▶ **Data**:
<<<<

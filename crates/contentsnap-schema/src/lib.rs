//! Document types for contentsnap.
//!
//! This crate defines the schema layer: the YAML content snap manifest
//! (`SnapManifest`), the TOML version catalogue (`Catalogue`), and the key
//! newtypes shared by both.

pub mod catalogue;
pub mod manifest;
pub mod types;

pub use catalogue::{parse_catalogue_str, Catalogue, CatalogueError, LibraryEntry};
pub use manifest::{parse_manifest_str, ManifestError, SnapDescription, SnapManifest};
pub use types::{LibraryKey, SnapKey};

>>>>

Show a copy of each line from the data that includes the word "SnapManifest".

//! (`SnapManifest`), the TOML version catalogue (`Catalogue`), and the key
pub use manifest::{parse_manifest_str, ManifestError, SnapDescription, SnapManifest};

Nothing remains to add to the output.